--- DATA FOR ANALYSIS ---

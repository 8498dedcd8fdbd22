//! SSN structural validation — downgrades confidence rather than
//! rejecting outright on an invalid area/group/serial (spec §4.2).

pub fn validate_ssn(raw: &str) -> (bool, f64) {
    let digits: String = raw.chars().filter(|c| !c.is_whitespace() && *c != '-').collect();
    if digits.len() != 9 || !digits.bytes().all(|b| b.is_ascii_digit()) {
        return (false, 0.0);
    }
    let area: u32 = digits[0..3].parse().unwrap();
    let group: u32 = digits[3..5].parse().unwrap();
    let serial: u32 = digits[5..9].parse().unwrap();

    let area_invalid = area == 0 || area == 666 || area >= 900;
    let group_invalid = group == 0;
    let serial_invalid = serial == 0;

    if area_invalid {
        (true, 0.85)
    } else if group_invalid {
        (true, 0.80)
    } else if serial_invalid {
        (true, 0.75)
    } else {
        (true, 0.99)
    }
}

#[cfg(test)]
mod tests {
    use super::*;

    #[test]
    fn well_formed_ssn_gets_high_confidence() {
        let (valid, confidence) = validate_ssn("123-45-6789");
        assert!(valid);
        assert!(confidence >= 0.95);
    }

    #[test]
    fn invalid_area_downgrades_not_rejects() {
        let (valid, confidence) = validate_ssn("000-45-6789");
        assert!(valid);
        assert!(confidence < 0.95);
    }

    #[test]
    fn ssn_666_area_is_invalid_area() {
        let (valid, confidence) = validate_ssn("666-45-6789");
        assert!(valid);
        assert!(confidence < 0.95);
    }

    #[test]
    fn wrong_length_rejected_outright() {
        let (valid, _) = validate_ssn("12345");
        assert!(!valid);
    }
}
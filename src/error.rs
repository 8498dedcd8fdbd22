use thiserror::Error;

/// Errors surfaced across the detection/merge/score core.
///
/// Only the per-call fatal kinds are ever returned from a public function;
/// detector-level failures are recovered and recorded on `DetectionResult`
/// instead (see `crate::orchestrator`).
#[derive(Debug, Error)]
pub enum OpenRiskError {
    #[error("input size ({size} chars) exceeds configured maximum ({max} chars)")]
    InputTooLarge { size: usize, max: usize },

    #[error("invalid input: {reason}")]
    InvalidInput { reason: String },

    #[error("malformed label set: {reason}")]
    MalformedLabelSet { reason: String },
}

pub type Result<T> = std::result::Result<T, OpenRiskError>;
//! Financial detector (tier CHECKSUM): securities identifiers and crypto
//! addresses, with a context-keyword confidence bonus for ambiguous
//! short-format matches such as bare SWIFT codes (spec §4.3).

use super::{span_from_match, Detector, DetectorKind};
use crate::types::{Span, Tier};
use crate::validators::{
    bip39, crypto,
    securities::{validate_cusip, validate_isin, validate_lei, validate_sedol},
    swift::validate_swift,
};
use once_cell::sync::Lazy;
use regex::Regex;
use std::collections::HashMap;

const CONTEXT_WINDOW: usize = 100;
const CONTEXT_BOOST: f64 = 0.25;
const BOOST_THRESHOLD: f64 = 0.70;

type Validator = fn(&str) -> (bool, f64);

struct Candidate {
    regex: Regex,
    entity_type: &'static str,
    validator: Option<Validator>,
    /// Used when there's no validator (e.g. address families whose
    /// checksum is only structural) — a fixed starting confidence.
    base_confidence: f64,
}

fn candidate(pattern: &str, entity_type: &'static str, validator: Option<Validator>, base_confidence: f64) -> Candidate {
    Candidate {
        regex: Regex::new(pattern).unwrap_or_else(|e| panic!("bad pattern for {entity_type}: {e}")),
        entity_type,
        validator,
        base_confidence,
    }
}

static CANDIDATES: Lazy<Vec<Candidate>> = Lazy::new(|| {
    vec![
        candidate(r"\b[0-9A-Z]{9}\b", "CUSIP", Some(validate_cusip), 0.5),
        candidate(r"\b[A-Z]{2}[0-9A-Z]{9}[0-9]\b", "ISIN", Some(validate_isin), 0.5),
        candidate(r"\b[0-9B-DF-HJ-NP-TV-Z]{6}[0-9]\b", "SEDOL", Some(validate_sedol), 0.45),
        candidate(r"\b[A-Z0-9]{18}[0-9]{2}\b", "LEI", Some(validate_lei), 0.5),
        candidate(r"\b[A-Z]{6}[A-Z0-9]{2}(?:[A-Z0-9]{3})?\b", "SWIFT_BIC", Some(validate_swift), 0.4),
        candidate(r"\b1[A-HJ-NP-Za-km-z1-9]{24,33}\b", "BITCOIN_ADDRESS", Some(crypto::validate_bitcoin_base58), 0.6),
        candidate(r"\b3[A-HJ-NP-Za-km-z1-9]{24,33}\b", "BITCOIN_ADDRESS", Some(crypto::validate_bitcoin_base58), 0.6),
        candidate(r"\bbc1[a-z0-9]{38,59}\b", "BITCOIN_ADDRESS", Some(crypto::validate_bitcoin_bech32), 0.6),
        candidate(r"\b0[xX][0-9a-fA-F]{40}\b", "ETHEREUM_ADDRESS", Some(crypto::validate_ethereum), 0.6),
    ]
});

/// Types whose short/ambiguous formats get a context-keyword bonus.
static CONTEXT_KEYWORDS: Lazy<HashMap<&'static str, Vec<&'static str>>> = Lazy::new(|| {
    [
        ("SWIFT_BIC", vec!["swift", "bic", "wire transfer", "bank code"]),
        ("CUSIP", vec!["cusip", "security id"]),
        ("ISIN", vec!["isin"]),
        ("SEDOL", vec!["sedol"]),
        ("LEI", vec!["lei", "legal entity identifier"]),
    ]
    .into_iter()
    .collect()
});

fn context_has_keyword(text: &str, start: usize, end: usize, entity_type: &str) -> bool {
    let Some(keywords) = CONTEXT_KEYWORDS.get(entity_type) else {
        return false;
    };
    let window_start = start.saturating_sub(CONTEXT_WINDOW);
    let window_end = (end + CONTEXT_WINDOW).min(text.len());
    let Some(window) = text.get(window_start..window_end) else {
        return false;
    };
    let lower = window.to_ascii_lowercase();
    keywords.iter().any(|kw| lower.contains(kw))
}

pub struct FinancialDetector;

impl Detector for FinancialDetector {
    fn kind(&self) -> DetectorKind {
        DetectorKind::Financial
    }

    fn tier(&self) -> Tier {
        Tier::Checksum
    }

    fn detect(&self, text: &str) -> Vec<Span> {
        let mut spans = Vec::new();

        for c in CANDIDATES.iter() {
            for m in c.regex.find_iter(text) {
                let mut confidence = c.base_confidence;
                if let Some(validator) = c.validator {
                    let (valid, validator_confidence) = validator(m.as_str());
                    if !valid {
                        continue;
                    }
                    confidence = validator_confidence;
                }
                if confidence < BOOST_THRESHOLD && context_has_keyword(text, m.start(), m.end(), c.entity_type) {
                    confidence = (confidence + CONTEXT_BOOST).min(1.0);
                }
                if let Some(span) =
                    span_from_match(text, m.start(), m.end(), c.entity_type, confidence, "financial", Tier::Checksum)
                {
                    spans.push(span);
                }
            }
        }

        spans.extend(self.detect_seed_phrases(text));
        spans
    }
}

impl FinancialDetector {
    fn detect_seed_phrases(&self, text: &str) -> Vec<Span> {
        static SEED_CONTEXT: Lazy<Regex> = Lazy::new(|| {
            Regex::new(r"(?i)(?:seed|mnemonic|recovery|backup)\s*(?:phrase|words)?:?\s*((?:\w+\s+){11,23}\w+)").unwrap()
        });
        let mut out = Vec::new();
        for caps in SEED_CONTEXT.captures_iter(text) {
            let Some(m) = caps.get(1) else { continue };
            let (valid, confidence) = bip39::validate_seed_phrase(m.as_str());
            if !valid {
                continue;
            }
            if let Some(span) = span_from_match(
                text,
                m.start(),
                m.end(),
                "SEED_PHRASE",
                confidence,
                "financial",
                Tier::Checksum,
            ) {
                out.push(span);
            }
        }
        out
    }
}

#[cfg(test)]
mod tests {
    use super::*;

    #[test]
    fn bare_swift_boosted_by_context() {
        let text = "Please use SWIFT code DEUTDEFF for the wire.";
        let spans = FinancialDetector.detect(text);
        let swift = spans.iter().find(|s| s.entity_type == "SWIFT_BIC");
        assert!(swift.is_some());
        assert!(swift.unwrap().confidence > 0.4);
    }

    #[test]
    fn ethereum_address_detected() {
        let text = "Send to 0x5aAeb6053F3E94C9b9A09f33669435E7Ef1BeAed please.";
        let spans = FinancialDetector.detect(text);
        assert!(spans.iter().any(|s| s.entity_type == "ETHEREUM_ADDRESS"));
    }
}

---
--- DATA FOR ANALYSIS ---

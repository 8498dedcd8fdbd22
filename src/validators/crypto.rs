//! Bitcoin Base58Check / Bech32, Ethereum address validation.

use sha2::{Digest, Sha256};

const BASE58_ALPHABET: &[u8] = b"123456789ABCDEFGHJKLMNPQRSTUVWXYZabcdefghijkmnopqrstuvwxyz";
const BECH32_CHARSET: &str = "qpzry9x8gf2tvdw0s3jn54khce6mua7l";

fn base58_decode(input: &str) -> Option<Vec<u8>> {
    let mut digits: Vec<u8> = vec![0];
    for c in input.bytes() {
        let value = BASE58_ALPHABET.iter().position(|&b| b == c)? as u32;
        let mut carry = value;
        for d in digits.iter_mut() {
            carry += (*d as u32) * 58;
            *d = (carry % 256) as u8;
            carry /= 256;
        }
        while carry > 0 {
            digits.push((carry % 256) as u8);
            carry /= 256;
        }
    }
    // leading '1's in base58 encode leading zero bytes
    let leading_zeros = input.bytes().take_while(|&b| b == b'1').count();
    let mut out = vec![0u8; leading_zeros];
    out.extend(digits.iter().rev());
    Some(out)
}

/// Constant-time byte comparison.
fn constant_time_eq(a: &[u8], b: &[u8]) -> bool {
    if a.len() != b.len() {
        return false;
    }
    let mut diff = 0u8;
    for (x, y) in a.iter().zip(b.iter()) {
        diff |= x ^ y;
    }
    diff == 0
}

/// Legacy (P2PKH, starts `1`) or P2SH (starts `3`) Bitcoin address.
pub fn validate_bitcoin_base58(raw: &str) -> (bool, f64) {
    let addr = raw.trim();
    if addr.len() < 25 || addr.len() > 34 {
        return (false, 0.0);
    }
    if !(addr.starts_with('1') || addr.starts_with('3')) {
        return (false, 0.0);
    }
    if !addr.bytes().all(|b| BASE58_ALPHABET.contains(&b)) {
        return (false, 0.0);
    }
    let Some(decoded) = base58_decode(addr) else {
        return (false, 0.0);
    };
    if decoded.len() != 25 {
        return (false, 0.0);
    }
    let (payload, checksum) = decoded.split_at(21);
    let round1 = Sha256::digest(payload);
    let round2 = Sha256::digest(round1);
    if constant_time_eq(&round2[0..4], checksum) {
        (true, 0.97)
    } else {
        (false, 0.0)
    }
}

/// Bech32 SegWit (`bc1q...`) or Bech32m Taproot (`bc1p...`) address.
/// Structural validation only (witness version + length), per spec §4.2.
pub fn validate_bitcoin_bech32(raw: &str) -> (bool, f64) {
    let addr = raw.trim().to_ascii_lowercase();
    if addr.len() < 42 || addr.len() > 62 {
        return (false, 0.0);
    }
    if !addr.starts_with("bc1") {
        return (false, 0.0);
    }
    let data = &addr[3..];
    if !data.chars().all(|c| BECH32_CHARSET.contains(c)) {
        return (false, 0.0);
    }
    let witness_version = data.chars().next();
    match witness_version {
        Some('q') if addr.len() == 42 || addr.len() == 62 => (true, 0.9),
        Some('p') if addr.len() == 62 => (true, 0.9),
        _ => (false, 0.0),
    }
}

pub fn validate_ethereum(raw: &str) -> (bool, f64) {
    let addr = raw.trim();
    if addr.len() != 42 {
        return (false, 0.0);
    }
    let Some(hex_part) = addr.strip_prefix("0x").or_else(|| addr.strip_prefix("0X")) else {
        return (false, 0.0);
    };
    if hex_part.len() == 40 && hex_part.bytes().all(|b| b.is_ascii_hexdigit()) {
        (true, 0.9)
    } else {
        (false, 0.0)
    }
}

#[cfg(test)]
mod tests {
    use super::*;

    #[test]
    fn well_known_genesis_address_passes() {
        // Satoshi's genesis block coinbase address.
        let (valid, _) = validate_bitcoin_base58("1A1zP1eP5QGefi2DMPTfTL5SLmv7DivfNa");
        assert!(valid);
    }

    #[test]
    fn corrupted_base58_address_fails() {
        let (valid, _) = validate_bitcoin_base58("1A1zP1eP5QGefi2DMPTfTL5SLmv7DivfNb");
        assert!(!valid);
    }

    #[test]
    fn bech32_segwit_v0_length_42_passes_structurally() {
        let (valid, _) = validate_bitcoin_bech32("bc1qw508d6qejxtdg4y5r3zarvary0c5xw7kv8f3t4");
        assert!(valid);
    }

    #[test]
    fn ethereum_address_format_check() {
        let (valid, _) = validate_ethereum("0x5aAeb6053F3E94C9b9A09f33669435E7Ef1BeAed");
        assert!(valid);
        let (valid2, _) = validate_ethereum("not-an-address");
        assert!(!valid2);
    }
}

---

### [AIM OF THE TASK]
Go through the data above and copy each line in which "pattern" appears.

### [ANSWER BOX]
fn candidate(pattern: &str, entity_type: &'static str, validator: Option<Validator>, base_confidence: f64) -> Candidate {
        regex: Regex::new(pattern).unwrap_or_else(|e| panic!("bad pattern for {entity_type}: {e}")),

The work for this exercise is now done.